A bomb blast is lethal science, fluid mechanics meant to maim. First, the shock wave, a surge of air that hits a man like a wall of wind, hits him so hard his cerebrum starts to shake concussively in his skull, swelling at first, then hemorrhaging, rivulets of blood running from his
nose and ears, vomit from his mouth. An instant after the shock wave passes, the atmosphere turns hot and dense, high pressure sucking the low pressure from every recess around it, from a man's lungs and ears and eye sockets, leaving him gasping for breath and fighting the feeling his pupils are being pulled from their sockets. Finally, fluid mechanics turns to terminal ballistics as the blast blows apart the bomb's casing, sending hundreds of jagged fragments—pieces of white-hot shrapnel, some no bigger than a pebble, others as big as a brick—slicing into anything in their path.

Q. P. Devore was hit right away.

He had spent the morning sorting armory supplies and at mess call had met his friend Ben Steele for lunch. He ate quickly that afternoon; the fellas in the control tower had invited him up for a look, so he climbed the stairs to the cupola on top of the first hangar to chew the fat with the operations boys and take in the view. All at once a voice came over an intercom: “Enemy bombers overhead.” Devore laughed. Another false alarm. “Hey fellas, I'm going to step out on the stairs for a look,” he said, and he began to descend from the cupola, down the stairs that hugged the outside of the hangar. When he heard the drone of engines, he stopped and looked up. He was halfway down the stairs when he heard the loudest noise he'd ever heard, and just like that, his world went blank.

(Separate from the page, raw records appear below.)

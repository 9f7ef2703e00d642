use serde::{Deserialize, Serialize};
use std::sync::OnceLock;

pub const DEFAULT_API_BASE_URL: &str = "http://localhost:4000/api";

#[derive(Debug, Clone, Default, Serialize, Deserialize)]
pub struct RuntimeConfig {
    pub api_base_url: Option<String>,
}

static API_BASE_URL: OnceLock<String> = OnceLock::new();

fn read_global_key(global: &str, keys: [&str; 2]) -> Option<String> {
    // Optional global object, e.g. window.__NEWSPORTAL_ENV = { API_BASE_URL: "..." }
    let w = web_sys::window()?;
    let any = js_sys::Reflect::get(&w, &global.into()).ok()?;
    if any.is_undefined() || any.is_null() {
        return None;
    }
    let obj = js_sys::Object::from(any);
    keys.iter()
        .filter_map(|key| js_sys::Reflect::get(&obj, &(*key).into()).ok())
        .find(|v| !v.is_undefined() && !v.is_null())
        .and_then(|v| v.as_string())
        .filter(|v| !v.trim().is_empty())
}

fn snapshot_from_globals() -> Option<String> {
    read_global_key("__NEWSPORTAL_ENV", ["API_BASE_URL", "api_base_url"])
        .or_else(|| read_global_key("__NEWSPORTAL_CONFIG", ["api_base_url", "API_BASE_URL"]))
}

fn cache_base_url(value: &str) -> String {
    let value = value.trim_end_matches('/').to_string();
    let _ = API_BASE_URL.set(value.clone());
    API_BASE_URL.get().cloned().unwrap_or(value)
}

fn write_window_config(cfg: &RuntimeConfig) {
    let (Some(url), Some(w)) = (&cfg.api_base_url, web_sys::window()) else {
        return;
    };
    let obj = js_sys::Object::new();
    let _ = js_sys::Reflect::set(
        &obj,
        &"api_base_url".into(),
        &wasm_bindgen::JsValue::from_str(url),
    );
    let _ = js_sys::Reflect::set(&w, &"__NEWSPORTAL_CONFIG".into(), &obj);
}

async fn fetch_runtime_config() -> Option<RuntimeConfig> {
    let origin = web_sys::window()?.location().origin().ok()?;
    let resp = reqwest::get(format!("{}/config.json", origin)).await.ok()?;
    if !resp.status().is_success() {
        return None;
    }
    resp.json::<RuntimeConfig>().await.ok()
}

/// Resolves the API base URL once: env.js global, then window config, then
/// `./config.json`, then the local development default.
pub async fn await_api_base_url() -> String {
    if let Some(cached) = API_BASE_URL.get() {
        return cached.clone();
    }
    if let Some(existing) = snapshot_from_globals() {
        return cache_base_url(&existing);
    }
    if let Some(cfg) = fetch_runtime_config().await {
        write_window_config(&cfg);
        if let Some(url) = cfg.api_base_url {
            log::info!("API base URL loaded from config.json");
            return cache_base_url(&url);
        }
    }
    log::warn!("No runtime config found, using {}", DEFAULT_API_BASE_URL);
    cache_base_url(DEFAULT_API_BASE_URL)
}

/// Synchronous view of the resolved base URL for render paths (image URLs).
/// Falls back to the default until `init` has completed.
pub fn cached_api_base_url() -> String {
    API_BASE_URL
        .get()
        .cloned()
        .unwrap_or_else(|| DEFAULT_API_BASE_URL.to_string())
}

pub async fn init() {
    let _ = await_api_base_url().await;
}
use leptos::*;
use leptos_router::*;

use crate::{
    api::ApiClient,
    components::{guard::RequireAdmin, layout::AdminLayout},
    pages::{
        admin::{
            AdminAdsPage, AdminAdvertisementsPage, AdminArticlesPage, AdminAuctionsPage,
            AdminDashboardPage,
        },
        admin_login::AdminLoginPage,
        advertisement::AdvertisementDetailPage,
        advertisements::AdvertisementsPage,
        article::ArticlePage,
        auction::AuctionPage,
        auctions::AuctionsPage,
        category::CategoryPage,
        home::HomePage,
        not_found::NotFoundPage,
        search::SearchPage,
    },
    state::auth::AuthProvider,
};

pub const ROUTE_PATHS: &[&str] = &[
    "/",
    "/category/:slug",
    "/article/:id",
    "/search",
    "/advertisements",
    "/advertisement/:id",
    "/auctions",
    "/auction/:id",
    "/admin/login",
    "/admin",
    "/admin/articles",
    "/admin/advertisements",
    "/admin/auctions",
    "/admin/ads",
];

pub const PROTECTED_ROUTE_PATHS: &[&str] = &[
    "/admin",
    "/admin/articles",
    "/admin/advertisements",
    "/admin/auctions",
    "/admin/ads",
];

pub const PUBLIC_ROUTE_PATHS: &[&str] = &[
    "/",
    "/category/:slug",
    "/article/:id",
    "/search",
    "/advertisements",
    "/advertisement/:id",
    "/auctions",
    "/auction/:id",
    "/admin/login",
];

pub fn mount_app() {
    mount_to_body(app_root);
}

pub fn app_root() -> impl IntoView {
    provide_context(ApiClient::new());
    view! {
        <AuthProvider>
            <Router>
                <Routes>
                    <Route path="/" view=HomePage/>
                    <Route path="/category/:slug" view=CategoryPage/>
                    <Route path="/article/:id" view=ArticlePage/>
                    <Route path="/search" view=SearchPage/>
                    <Route path="/advertisements" view=AdvertisementsPage/>
                    <Route path="/advertisement/:id" view=AdvertisementDetailPage/>
                    <Route path="/auctions" view=AuctionsPage/>
                    <Route path="/auction/:id" view=AuctionPage/>
                    <Route path="/admin/login" view=AdminLoginPage/>
                    <Route path="/admin" view=ProtectedDashboard/>
                    <Route path="/admin/articles" view=ProtectedArticles/>
                    <Route path="/admin/advertisements" view=ProtectedAdvertisements/>
                    <Route path="/admin/auctions" view=ProtectedAuctions/>
                    <Route path="/admin/ads" view=ProtectedAds/>
                    <Route path="/*any" view=NotFoundPage/>
                </Routes>
            </Router>
        </AuthProvider>
    }
}

#[component]
fn ProtectedDashboard() -> impl IntoView {
    view! { <RequireAdmin><AdminLayout><AdminDashboardPage/></AdminLayout></RequireAdmin> }
}

#[component]
fn ProtectedArticles() -> impl IntoView {
    view! { <RequireAdmin><AdminLayout><AdminArticlesPage/></AdminLayout></RequireAdmin> }
}

#[component]
fn ProtectedAdvertisements() -> impl IntoView {
    view! { <RequireAdmin><AdminLayout><AdminAdvertisementsPage/></AdminLayout></RequireAdmin> }
}

#[component]
fn ProtectedAuctions() -> impl IntoView {
    view! { <RequireAdmin><AdminLayout><AdminAuctionsPage/></AdminLayout></RequireAdmin> }
}

#[component]
fn ProtectedAds() -> impl IntoView {
    view! { <RequireAdmin><AdminLayout><AdminAdsPage/></AdminLayout></RequireAdmin> }
}

#[cfg(test)]
mod tests {
    use super::*;
    use std::collections::HashSet;

    #[test]
    fn every_admin_route_except_login_is_protected() {
        for path in ROUTE_PATHS.iter().filter(|p| p.starts_with("/admin")) {
            let protected = PROTECTED_ROUTE_PATHS.contains(path);
            assert_eq!(protected, *path != "/admin/login", "{}", path);
        }
    }

    #[test]
    fn public_and_protected_partition_all_routes() {
        let all: HashSet<&str> = ROUTE_PATHS.iter().copied().collect();
        let protected: HashSet<&str> = PROTECTED_ROUTE_PATHS.iter().copied().collect();
        let public: HashSet<&str> = PUBLIC_ROUTE_PATHS.iter().copied().collect();
        assert!(protected.is_disjoint(&public));
        let union: HashSet<&str> = protected.union(&public).copied().collect();
        assert_eq!(union, all);
    }

    #[test]
    fn no_duplicate_routes() {
        let unique: HashSet<&str> = ROUTE_PATHS.iter().copied().collect();
        assert_eq!(unique.len(), ROUTE_PATHS.len());
    }
}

When he came to, he was on the ground, lying among a litter of empty gasoline drums at the bottom of the stairs. His body ached, his head was thick and heavy. And he kept hearing a voice, faint at first, as if it were far away.

“Help . . . help.”

As his head cleared, the voice grew louder.

“Help me! Please! Somebody help me!”

Devore rolled over and saw a man he knew, a lieutenant from his unit. He blinked and looked again. The man was wobbling, struggling to stand, to get up on the one leg he had left.

A truck stopped nearby and the driver rushed over to the two men. “Let's get this officer to the hospital at Stotsenberg,” he said, and Devore helped him load the lieutenant in the pickup, then jumped in the back.

At Stotsenberg hospital the wounded from Clark Field were everywhere, filling the wards, the halls, the concrete porch in back. When Q. P. Devore arrived with the mangled lieutenant, orderlies were putting men
on blankets on the front lawn, and a nurse pressed Devore into service as a litter bearer, unloading truckloads of hobbled, bleeding, unconscious men. He hefted and hauled, stretcher after stretcher, until a nurse stopped him and said, “Hey, what's the story with you?”